My invention will be described hereinafter with reference to parking meters but it will be understood that that use is exemplary only.
At present almost all parking meters controlling the use of positions in automobile parking lots are coin-operated and mechanical in nature. In recent years there has been an increase in the cost of such parking to the point where quarter-dollars may be the only accepted coin and a spell of one or two hours of parking time may require the provision of many such coins. This presents an availability problem that is a growing source of inconvenience to frequent users of such meters. Attempts have been made therefore to devise credit card related systems to operate parking meters.
One approach is the use of a conventional bank credit card, or Visa or Mastercharge card, to purchase a magnetically encoded parking card entitling the purchaser to a number of units, for example 20 hours, of parking time (see for instance Kenyon UK Patent Application No. 2027965A). The parking card could be dispensed from a bank money dispensing machine or from an adjacent stand-alone dispensing machine after a standard bank credit card, or Visa or Mastercharge card, had been temporarily magnetically encoded to allow dispensing of the parking card. The parking card could then be carried in a purse or wallet and used in the parking location. However, provision would be required for reading the card's magnetic symbols, for selecting the required value and time of the parking and for subtracting the cash value expended from the purchased value of the card. Both the reading and the subtracting processes are difficult to achieve with low-cost low-power apparatus. Typically a card with magnetic symbols must be scanned by a reading head at a known speed and this entails problems of cost and reliability. Then subtraction logic must be performed and the card rewritten with the unused value remaining. This requires a complicated mechanism and an associated sophisticated electrical system. An example of such a system may be found in Pfost et al. U.S. Pat. No. 4,020,325.
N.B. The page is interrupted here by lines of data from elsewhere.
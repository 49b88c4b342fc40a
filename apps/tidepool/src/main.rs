use clap::{Args, Parser, Subcommand};
use std::io::{self, IsTerminal, Read};
use std::path::PathBuf;
use thiserror::Error;
use tidepool_client_core::api::{ApiClient, ApiError, CodeSnippet};
use tidepool_client_core::client::board::render_board;
use tidepool_client_core::client::run::{RunOutcome, stream_output};
use tidepool_client_core::client::term;
use tidepool_client_core::session::{
    ChannelSlot, ConfigError, NegotiationError, SessionConfig, SessionRequest, negotiate,
};
use tidepool_client_core::telemetry::logging::{self as logctl, LogConfig, LogLevel};
use tracing::{debug, info};

#[tokio::main]
async fn main() {
    if let Err(err) = run().await {
        eprintln!("❌ {err}");
        std::process::exit(1);
    }
}

async fn run() -> Result<(), CliError> {
    let cli = Cli::parse();
    let log_config = cli.logging.to_config();
    logctl::init(&log_config).map_err(|err| CliError::Logging(err.to_string()))?;
    debug!(log_level = ?log_config.level, log_file = ?log_config.file, "logging configured");
    let config = SessionConfig::new(&cli.server)?;

    match cli.command {
        Command::Run(args) => handle_run(&config, args).await,
        Command::Term(args) => handle_term(&config, args).await,
        Command::Save(args) => handle_save(&config, args).await,
        Command::Load(args) => handle_load(&config, args).await,
        Command::Examples(args) => handle_examples(&config, args).await,
    }
}

#[derive(Parser, Debug)]
#[command(
    name = "tidepool",
    about = "🌊 Run code and attach terminals on a remote playground",
    author,
    version
)]
struct Cli {
    #[arg(
        long,
        global = true,
        env = "TIDEPOOL_SERVER",
        default_value = "http://127.0.0.1:8080",
        help = "Base URL for the playground gateway"
    )]
    server: String,

    #[command(flatten)]
    logging: LoggingArgs,

    #[command(subcommand)]
    command: Command,
}

#[derive(Args, Debug, Clone)]
struct LoggingArgs {
    #[arg(
        long = "log-level",
        value_enum,
        env = "TIDEPOOL_LOG_LEVEL",
        default_value_t = LogLevel::Warn,
        help = "Minimum log level (error, warn, info, debug, trace)"
    )]
    level: LogLevel,

    #[arg(
        long = "log-file",
        value_name = "PATH",
        env = "TIDEPOOL_LOG_FILE",
        help = "Write structured logs to the specified file"
    )]
    file: Option<PathBuf>,
}

impl LoggingArgs {
    fn to_config(&self) -> LogConfig {
        LogConfig {
            level: self.level,
            file: self.file.clone(),
        }
    }
}

#[derive(Subcommand, Debug)]
enum Command {
    /// Execute source code remotely and stream its output
    Run(RunArgs),
    /// Attach an interactive terminal for a language
    Term(TermArgs),
    /// Store a snippet and print its key
    Save(SaveArgs),
    /// Load a stored snippet by key
    Load(LoadArgs),
    /// Query the example library and render it as a card board
    Examples(ExamplesArgs),
}

#[derive(Args, Debug)]
struct RunArgs {
    #[arg(value_name = "FILE", help = "Source file (stdin when omitted)")]
    file: Option<PathBuf>,

    #[arg(long, short = 'l', value_name = "LANG", help = "Execution language")]
    language: Option<String>,

    #[arg(
        long,
        value_name = "KEY",
        conflicts_with_all = ["file", "language"],
        help = "Run a stored snippet instead of local code"
    )]
    key: Option<String>,
}

#[derive(Args, Debug)]
struct TermArgs {
    #[arg(value_name = "LANG", help = "Terminal language environment")]
    language: String,
}

#[derive(Args, Debug)]
struct SaveArgs {
    #[arg(value_name = "FILE", help = "Source file (stdin when omitted)")]
    file: Option<PathBuf>,

    #[arg(long, short = 'l', value_name = "LANG", help = "Snippet language")]
    language: String,
}

#[derive(Args, Debug)]
struct LoadArgs {
    #[arg(value_name = "KEY", help = "Key returned by save")]
    key: String,
}

#[derive(Args, Debug)]
struct ExamplesArgs {
    #[arg(value_name = "QUERY", help = "Search words (all examples when omitted)")]
    query: Vec<String>,
}

#[derive(Debug, Error)]
enum CliError {
    #[error("{0}")]
    Config(#[from] ConfigError),
    #[error("{0}")]
    Negotiation(#[from] NegotiationError),
    #[error("{0}")]
    Api(#[from] ApiError),
    #[error("io error: {0}")]
    Io(#[from] io::Error),
    #[error("logging initialization failed: {0}")]
    Logging(String),
    #[error("invalid argument: {0}")]
    InvalidArgument(String),
}

async fn handle_run(config: &SessionConfig, args: RunArgs) -> Result<(), CliError> {
    let (language, code) = if let Some(key) = args.key {
        let api = ApiClient::new(config)?;
        let snippet = api.load(&key).await?;
        (snippet.language, snippet.code)
    } else {
        let language = args.language.ok_or_else(|| {
            CliError::InvalidArgument("--language is required unless --key is given".into())
        })?;
        (language, read_source(args.file.as_deref())?)
    };

    info!(language = %language, "starting run session");
    let request = SessionRequest::Run { language, code };
    let handle = negotiate(config, &request).await?;

    match stream_output(handle).await? {
        RunOutcome::Finished => eprintln!("run finished"),
        RunOutcome::Stopped => eprintln!("run stopped"),
    }
    Ok(())
}

async fn handle_term(config: &SessionConfig, args: TermArgs) -> Result<(), CliError> {
    info!(language = %args.language, "starting terminal session");
    let request = SessionRequest::Term {
        language: args.language,
    };
    let handle = negotiate(config, &request).await?;

    let mut slot = ChannelSlot::new();
    term::attach(&mut slot, handle).await?;
    eprintln!("terminal disconnected");
    Ok(())
}

async fn handle_save(config: &SessionConfig, args: SaveArgs) -> Result<(), CliError> {
    let snippet = CodeSnippet {
        code: read_source(args.file.as_deref())?,
        language: args.language,
    };
    let api = ApiClient::new(config)?;
    let key = api.store(&snippet).await?;
    println!("{key}");
    Ok(())
}

async fn handle_load(config: &SessionConfig, args: LoadArgs) -> Result<(), CliError> {
    let api = ApiClient::new(config)?;
    let snippet = api.load(&args.key).await?;
    eprintln!("language: {}", snippet.language);
    print!("{}", snippet.code);
    Ok(())
}

async fn handle_examples(config: &SessionConfig, args: ExamplesArgs) -> Result<(), CliError> {
    let api = ApiClient::new(config)?;
    let query = args.query.join(" ");
    let examples = api.query_examples(&query).await?;
    if examples.is_empty() {
        eprintln!("no examples matched '{query}'");
        return Ok(());
    }

    let width = crossterm::terminal::size().map(|(cols, _)| cols).unwrap_or(80);
    print!("{}", render_board(&examples, width));
    Ok(())
}

fn read_source(file: Option<&std::path::Path>) -> Result<String, CliError> {
    match file {
        Some(path) => Ok(std::fs::read_to_string(path)?),
        None => {
            if io::stdin().is_terminal() {
                eprintln!("reading source from stdin; finish with ctrl-d");
            }
            let mut code = String::new();
            io::stdin().read_to_string(&mut code)?;
            Ok(code)
        }
    }
}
Because of the high cost, such systems have not come into general use in connection with parking meters. It is conceivable that such a system might be set up as a single unit to supply parking time to a large array of individual parking meters, which would distribute the cost. It could dispose coin-like parking tokens that could then be used as substitutes for coins in regular parking meters. However, many street areas have parking meters in widely dispersed locations not conveniently serviced by a central token dispenser. The need therefore exists for a low-cost box unit that could be added to an existing parking meter post to provide parking time with the aid of a low cost card. The electrical power requirement of each box should be low enough to be provided by battery rather than 60 Hz electrical power line.
In the present state of the art of magnetically encoded cards, it is difficult to apply them economically to parking control. My invention makes use of capacitively encoded cards of special design to achieve parking control at considerably lower cost.
There have been a few descriptions of capacitivelyencoded cards, different from mine, in the literature of cards and card readers. For instance, Cuttill et al. U.S. Pat. No. 4,017,834, Apr. 12, 1977, discloses a credit card precoded in binary code representing several digits by an arrangement of high dielectric-constant spots or discs and low dielectric-constant spots or discs arranged in several bit groupings related to a plurality of identification digits.
Another system is disclosed in Eaton U.S. Pat. No. 4,328,415, May 4, 1982, in which a card for a viewdata terminal is read and used to enable access to the viewdata computer and to charge the appropriate account for use of the viewdata system. The card reader detects voltage signals from capacitive couplings between electrodes in the card.
In U.S. Pat. Nos. 4,017,834 and 4,328,415 the important function of the coding is that the card identifies the user of the card, in order to allow properly-billed credit or service charges.
In my invention to be described hereinafter the capacitive coding does not identify the user of the card but does represent prepaid services. The electronic readout system is significantly different and simpler than the readout systems in U.S. Pat. Nos. 4,017,834 and 4,328,415 since readout of digital bits is not needed.